Step 4 — Configure docker-compose.yml
Paste your credentials and tokens into the compose file. All three lab clusters use self-signed API server certificates, so set INSECURE: "true" for each:
GMAIL_USER: "you@gmail.com"
GMAIL_APP_PASS: "abcd efgh ijkl mnop"
ALERT_TO: "you@gmail.com"
CLUSTER_1_NAME: "openshift"
CLUSTER_1_URL: "https://api.openshift2.lab.home:6443"
CLUSTER_1_TOKEN: "eyJhbGci..."
CLUSTER_1_INSECURE: "true"
CLUSTER_2_NAME: "rke2"
CLUSTER_2_URL: "https://192.168.1.99:6443"
CLUSTER_2_TOKEN: "eyJhbGci..."
CLUSTER_2_INSECURE: "true"
CLUSTER_3_NAME: "k3s"
CLUSTER_3_URL: "https://192.168.1.105:6443"
CLUSTER_3_TOKEN: "eyJhbGci..."
CLUSTER_3_INSECURE: "true"
If you have a CA bundle instead, supply the path and mount it as a read-only volume — no code changes needed:
CLUSTER_1_CA_CERT: "/certs/my-ca.crt"
volumes:
- ~/certs/my-ca.crt:/certs/my-ca.crt:ro
Step 5 — Build and run
cd k8s-pod-monitor
docker compose up --build -d
docker compose logs -f
A healthy startup looks like:
[INFO] clusters: Registered cluster 1: openshift → https://api.openshift2.lab.home:6443 (insecure=True)
[INFO] clusters: Registered cluster 2: rke2 → https://192.168.1.99:6443 (insecure=True)
[INFO] clusters: Registered cluster 3: k3s → https://192.168.1.105:6443 (insecure=True)
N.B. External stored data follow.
/// LineAssembler parses frames into lines and reassembles them into samples.
///
/// In-progress groups live in a map keyed by (device, asic, half, timestamp),
/// with an insertion-age queue bounding memory: groups that never complete are
/// evicted oldest-first once more than `max_open_groups` are open. Completed
/// groups are drained into per-device sample queues by [Self::process_complete].
pub struct LineAssembler {
    num_devices: usize,
    max_open_groups: usize,
    truncate_adc: bool,
    in_progress: FxHashMap<GroupKey, LineGroup>,
    age: VecDeque<GroupKey>,
    complete: Vec<LineGroup>,
    samples: Vec<VecDeque<Sample>>,
    groups_completed: u64,
    groups_aborted: u64,
    bit_slips: u64,
    /// Valid lines seen, indexed by device * 4 + asic * 2 + half. A raw
    /// link-health measure: lines count whether or not their group completes.
    lines_seen: Vec<u64>,
    /// Groups drained into samples, same quadrant indexing as `lines_seen`
    completed_per_quadrant: Vec<u64>,
    /// Groups evicted or dropped, counted only where the quadrant is known
    aborted_per_quadrant: Vec<u64>,
    logger: Arc<Logger>,
}

impl LineAssembler {
    pub fn new(
        num_devices: usize,
        max_open_groups: usize,
        truncate_adc: bool,
        logger: Arc<Logger>,
    ) -> Self {
        Self {
            num_devices,
            max_open_groups,
            truncate_adc,
            in_progress: FxHashMap::default(),
            age: VecDeque::new(),
            complete: Vec::new(),
            samples: (0..num_devices).map(|_| VecDeque::new()).collect(),
            groups_completed: 0,
            groups_aborted: 0,
            bit_slips: 0,
            lines_seen: vec![0; num_devices * QUADRANTS_PER_DEVICE],
            completed_per_quadrant: vec![0; num_devices * QUADRANTS_PER_DEVICE],
            aborted_per_quadrant: vec![0; num_devices * QUADRANTS_PER_DEVICE],
            logger,
        }
    }

    fn quadrant_index(&self, key: &GroupKey) -> Option<usize> {
        if key.asic < 2 && key.half < 2 && (key.device as usize) < self.num_devices {
            Some(
                key.device as usize * QUADRANTS_PER_DEVICE
                    + key.asic as usize * 2
                    + key.half as usize,
            )
        } else {
            None
        }
    }

    /// Parse one frame and fold its lines into the in-progress groups.
    ///
    /// A duplicate line (same key, same slot, slot already filled) indicates
    /// non-recoverable stream corruption and aborts processing of this frame;
    /// the run continues with the next frame.
    pub fn process_frame(&mut self, frame: &[u8; FRAME_SIZE]) -> Result<(), LineAssemblerError> {
        for slot in 0..LINES_PER_FRAME {
            let start = FRAME_HEADER_SIZE + slot * LINE_SIZE;
            let line = Line::decode(&frame[start..start + LINE_SIZE]);
            if line.is_idle() {
                continue;
            }
            if (line.device as usize) < self.num_devices && line.asic < 2 && line.half < 2 {
                let quadrant = line.asic as usize * 2 + line.half as usize;
                self.lines_seen[line.device as usize * QUADRANTS_PER_DEVICE + quadrant] += 1;
            }
            if (line.line_number as usize) >= LINES_PER_SAMPLE {
                spdlog::warn!(
                    logger: self.logger,
                    "Dropping line with out of range index {} for device {}",
                    line.line_number,
                    line.device
                );
                continue;
            }
            self.insert_line(line)?;
        }
        Ok(())
    }

    fn insert_line(&mut self, line: Line) -> Result<(), LineAssemblerError> {
        let key = GroupKey {
            device: line.device,
            asic: line.asic,
            half: line.half,
            timestamp: line.timestamp,
        };
        let number = line.line_number as usize;
        let Some(group) = self.in_progress.get_mut(&key) else {
            let mut group = LineGroup::new(key);
            group.slots[number] = Some(line);
            group.found = 1;
            self.in_progress.insert(key, group);
            self.age.push_back(key);
            // Bound memory against groups that will never complete
            while self.in_progress.len() > self.max_open_groups {
                self.evict_oldest();
            }
            return Ok(());
        };
        if group.slots[number].is_some() {
            return Err(LineAssemblerError::DuplicateLine {
                device: key.device,
                asic: key.asic,
                half: key.half,
                line_number: line.line_number,
                timestamp: key.timestamp,
            });
        }
        group.slots[number] = Some(line);
        group.found += 1;
        if group.is_complete() {
            let group = self
                .in_progress
                .remove(&key)
                .expect("group present; just matched");
            self.complete.push(group);
        }
        Ok(())
    }

    fn evict_oldest(&mut self) {
        while let Some(key) = self.age.pop_front() {
            // Keys whose group already completed are stale in the age queue
            if self.in_progress.remove(&key).is_some() {
                self.groups_aborted += 1;
                if let Some(quadrant) = self.quadrant_index(&key) {
                    self.aborted_per_quadrant[quadrant] += 1;
                }
                spdlog::debug!(
                    logger: self.logger,
                    "Evicting incomplete line group for device {} at timestamp {}",
                    key.device,
                    key.timestamp
                );
                return;
            }
        }
    }

    /// Drain completed groups into their device's sample queue.
    pub fn process_complete(&mut self) {
        for group in std::mem::take(&mut self.complete) {
            let Some(quadrant) = self.quadrant_index(&group.key) else {
                spdlog::warn!(
                    logger: self.logger,
                    "Dropping completed group with invalid identity: device {} asic {} half {}",
                    group.key.device,
                    group.key.asic,
                    group.key.half
                );
                self.groups_aborted += 1;
                continue;
            };
            let Some(sample) = Sample::from_group(&group, self.truncate_adc) else {
                spdlog::error!(
                    logger: self.logger,
                    "Completed group for device {} at timestamp {} is missing a line",
                    group.key.device,
                    group.key.timestamp
                );
                self.groups_aborted += 1;
                self.aborted_per_quadrant[quadrant] += 1;
                continue;
            };
            if sample.slipped_nibbles > 0 {
                self.bit_slips += sample.slipped_nibbles as u64;
                spdlog::trace!(
                    logger: self.logger,
                    "Sample for device {} at timestamp {} has {} slipped framing nibbles",
                    sample.device,
                    sample.timestamp,
                    sample.slipped_nibbles
                );
            }
            self.groups_completed += 1;
            self.completed_per_quadrant[quadrant] += 1;
            self.samples[group.key.device as usize].push_back(sample);
        }
    }

    /// The pending sample queue for one device, consumed by its waveform builder
    pub fn samples_mut(&mut self, device: usize) -> &mut VecDeque<Sample> {
        &mut self.samples[device]
    }

    pub fn groups_completed(&self) -> u64 {
        self.groups_completed
    }

    /// Aborted count includes groups still open; they will never complete once
    /// the run is over.
    pub fn groups_aborted(&self) -> u64 {
        self.groups_aborted + self.in_progress.len() as u64
    }

    pub fn bit_slips(&self) -> u64 {
        self.bit_slips
    }

    pub fn lines_seen(&self, device: usize, asic: usize, half: usize) -> u64 {
        self.lines_seen[device * QUADRANTS_PER_DEVICE + asic * 2 + half]
    }

    pub fn completed_in(&self, device: usize, asic: usize, half: usize) -> u64 {
        self.completed_per_quadrant[device * QUADRANTS_PER_DEVICE + asic * 2 + half]
    }

    pub fn aborted_in(&self, device: usize, asic: usize, half: usize) -> u64 {
        self.aborted_per_quadrant[device * QUADRANTS_PER_DEVICE + asic * 2 + half]
    }

    pub fn open_groups(&self) -> usize {
        self.in_progress.len()
    }
}

#[cfg(test)]
pub(crate) mod tests {
    use super::*;
    use byteorder::{BigEndian, ByteOrder, LittleEndian};

    fn quiet_logger() -> Arc<Logger> {
        Arc::new(Logger::builder().build().unwrap())
    }

    pub(crate) fn write_line(
        frame: &mut [u8; FRAME_SIZE],
        slot: usize,
        device: u8,
        asic: u8,
        half: u8,
        number: u8,
        timestamp: u32,
        words: [u32; WORDS_PER_LINE],
    ) {
        let start = FRAME_HEADER_SIZE + slot * LINE_SIZE;
        let buf = &mut frame[start..start + LINE_SIZE];
        buf[0] = if asic == 0 { ASIC_0_MARKER } else { ASIC_1_MARKER };
        buf[1] = device;
        buf[2] = if half == 0 { HALF_0_MARKER } else { HALF_1_MARKER };
        buf[3] = number;
        BigEndian::write_u32(&mut buf[4..8], timestamp);
        for (idx, word) in words.iter().enumerate() {
            LittleEndian::write_u32(&mut buf[8 + idx * 4..12 + idx * 4], *word);
        }
    }

    /// A header word with good framing nibbles and the given counters
    pub(crate) fn header_word(bunch: u32, event: u32, orbit: u32) -> u32 {
        (ALIGNMENT_MARKER << 28)
            | ((bunch & 0xFFF) << 16)
            | ((event & 0x3F) << 10)
            | ((orbit & 0x7) << 7)
            | ALIGNMENT_MARKER
    }

    /// A channel word carrying the given ADC/TOT/TOA triple
    pub(crate) fn channel_word(adc: u32, tot: u32, toa: u32) -> u32 {
        ((adc & 0x3FF) << 20) | ((tot & 0x3FF) << 10) | (toa & 0x3FF)
    }

    /// Build a frame holding the full five lines of one sample
    pub(crate) fn sample_frame(device: u8, asic: u8, half: u8, timestamp: u32, event: u32) -> [u8; FRAME_SIZE] {
        let mut frame = [0u8; FRAME_SIZE];
        for number in 0..LINES_PER_SAMPLE as u8 {
            let mut words = [channel_word(100 + number as u32, 7, 3); WORDS_PER_LINE];
            if number == 0 {
                words[0] = header_word(9, event, 2);
            }
            write_line(&mut frame, number as usize, device, asic, half, number, timestamp, words);
        }
        frame
    }

    #[test]
    fn test_complete_group_yields_sample() {
        let mut assembler = LineAssembler::new(1, DEFAULT_MAX_OPEN_GROUPS, false, quiet_logger());
        let frame = sample_frame(0, 0, 0, 1000, 17);
        assembler.process_frame(&frame).unwrap();
        assembler.process_complete();
        assert_eq!(assembler.groups_completed(), 1);
        let sample = assembler.samples_mut(0).pop_front().unwrap();
        assert_eq!(sample.timestamp, 1000);
        assert_eq!(sample.event_counter, 17);
        assert_eq!(sample.bunch_counter, 9);
        assert_eq!(sample.orbit_counter, 2);
        assert_eq!(sample.slipped_nibbles, 0);
        // Channels from line 0 skip the two reserved header words
        assert_eq!(sample.adc[0], 100);
        assert_eq!(sample.adc[35], 104);
        assert_eq!(sample.toa[0], 3);
    }

    #[test]
    fn test_lines_accumulate_under_one_key() {
        let mut assembler = LineAssembler::new(1, DEFAULT_MAX_OPEN_GROUPS, false, quiet_logger());
        let mut frame = [0u8; FRAME_SIZE];
        let words = [channel_word(1, 2, 3); WORDS_PER_LINE];
        // Two different line numbers of the same sample, group stays open
        write_line(&mut frame, 0, 0, 1, 0, 0, 800, words);
        write_line(&mut frame, 1, 0, 1, 0, 3, 800, words);
        assembler.process_frame(&frame).unwrap();
        assert_eq!(assembler.open_groups(), 1);
        assembler.process_complete();
        assert_eq!(assembler.groups_completed(), 0);
    }

    #[test]
    fn test_per_quadrant_accounting() {
        let mut assembler = LineAssembler::new(1, DEFAULT_MAX_OPEN_GROUPS, false, quiet_logger());
        assembler.process_frame(&sample_frame(0, 1, 0, 900, 4)).unwrap();
        // A second group on another quadrant that never completes
        let mut frame = [0u8; FRAME_SIZE];
        write_line(&mut frame, 0, 0, 0, 1, 0, 901, [0u32; WORDS_PER_LINE]);
        assembler.process_frame(&frame).unwrap();
        assembler.process_complete();
        assert_eq!(assembler.completed_in(0, 1, 0), 1);
        assert_eq!(assembler.completed_in(0, 0, 1), 0);
        assert_eq!(assembler.aborted_in(0, 1, 0), 0);
    }

    #[test]
    fn test_duplicate_line_is_protocol_error() {
        let mut assembler = LineAssembler::new(1, DEFAULT_MAX_OPEN_GROUPS, false, quiet_logger());
        let mut frame = [0u8; FRAME_SIZE];
        let words = [channel_word(1, 2, 3); WORDS_PER_LINE];
        write_line(&mut frame, 0, 0, 0, 0, 2, 500, words);
        write_line(&mut frame, 1, 0, 0, 0, 2, 500, words);
        match assembler.process_frame(&frame) {
            Err(LineAssemblerError::DuplicateLine { line_number: 2, timestamp: 500, .. }) => (),
            other => panic!("expected duplicate line error, got {other:?}"),
        }
    }

    #[test]
    fn test_bounded_memory() {
        let mut assembler = LineAssembler::new(1, DEFAULT_MAX_OPEN_GROUPS, false, quiet_logger());
        // 120 groups that can never complete, 4 to a frame
        let mut inserted = 0u32;
        for _ in 0..30 {
            let mut frame = [0u8; FRAME_SIZE];
            for slot in 0..4 {
                inserted += 1;
                let words = [0u32; WORDS_PER_LINE];
                write_line(&mut frame, slot, 0, 0, 0, 0, 10_000 + inserted, words);
            }
            assembler.process_frame(&frame).unwrap();
            assert!(assembler.open_groups() <= DEFAULT_MAX_OPEN_GROUPS);
        }
        assembler.process_complete();
        assert_eq!(assembler.groups_completed(), 0);
        // Evictions plus the groups still open at end of run
        assert_eq!(
            assembler.groups_aborted(),
            inserted as u64 - DEFAULT_MAX_OPEN_GROUPS as u64 + assembler.open_groups() as u64
        );
        assert_eq!(assembler.open_groups(), DEFAULT_MAX_OPEN_GROUPS);
    }

    #[test]
    fn test_bit_slip_is_soft() {
        let mut assembler = LineAssembler::new(1, DEFAULT_MAX_OPEN_GROUPS, false, quiet_logger());
        let mut frame = [0u8; FRAME_SIZE];
        for number in 0..LINES_PER_SAMPLE as u8 {
            let mut words = [channel_word(5, 5, 5); WORDS_PER_LINE];
            if number == 0 {
                // Bad start nibble, good end nibble
                words[0] = header_word(0, 1, 0) & 0x0FFF_FFFF;
            }
            write_line(&mut frame, number as usize, 0, 0, 1, number, 77, words);
        }
        assembler.process_frame(&frame).unwrap();
        assembler.process_complete();
        assert_eq!(assembler.groups_completed(), 1);
        assert_eq!(assembler.bit_slips(), 1);
        let sample = assembler.samples_mut(0).pop_front().unwrap();
        assert_eq!(sample.slipped_nibbles, 1);
    }

    #[test]
    fn test_idle_lines_dropped() {
        let mut assembler = LineAssembler::new(1, DEFAULT_MAX_OPEN_GROUPS, false, quiet_logger());
        let frame = [0u8; FRAME_SIZE];
        assembler.process_frame(&frame).unwrap();
        assert_eq!(assembler.open_groups(), 0);
    }
}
[INFO] monitor: Starting pod monitor | clusters=3 | poll=60s | threshold=10min
Testing it
The easiest trigger is pointing a deployment at a tag that doesn't exist:
kubectl set image deployment/<name> -n <namespace> <container>=nginx:thistagdoesnotexist999
This produces ImagePullBackOff immediately. With LOG_LEVEL: "DEBUG" you'll see the failure timer counting up each poll:
[DEBUG] monitor: [k3s] retro-game/arcadians-api-xxx failing (ImagePullBackOff) for 1.0 min — alert_sent=False
[DEBUG] monitor: [k3s] retro-game/arcadians-api-xxx failing (ImagePullBackOff) for 2.0 min — alert_sent=False
...
[INFO] monitor: ALERT: [k3s] retro-game/arcadians-api-xxx (ImagePullBackOff) failing for 10.0 min
After ten minutes you get the alert email, and when you roll back with kubectl rollout undo the recovery email follows.
kubectl rollout undo deployment/<name> -n <namespace>
Tuning
| Variable | Default | Description |
|---|---|---|
POLL_INTERVAL_SECONDS |
60 |
How often to query all clusters |
ALERT_THRESHOLD_MINUTES |
10 |
Minutes before an alert fires |
SKIP_NAMESPACES |
— | Comma-separated extra namespaces to ignore |
LOG_LEVEL |
INFO |
Set DEBUG for per-pod poll output |
Adding a cluster
Add a new numbered block to docker-compose.yml — no code changes, no rebuild needed:
CLUSTER_4_NAME: "my-cluster"
CLUSTER_4_URL: "https://192.168.1.x:6443"
CLUSTER_4_TOKEN: "eyJhbGci..."
CLUSTER_4_INSECURE: "true"
Networking note
The container runs with network_mode: host so it can reach LAN addresses and internal DNS names like api.openshift2.lab.home without any extra routing config. The monitor only makes outbound HTTPS calls to port 6443 — nothing is exposed inbound.
State is in-memory only. A container restart resets all failure timers — but any pod that was already broken will re-enter the alert window within a poll cycle or two, so in practice this is rarely an issue.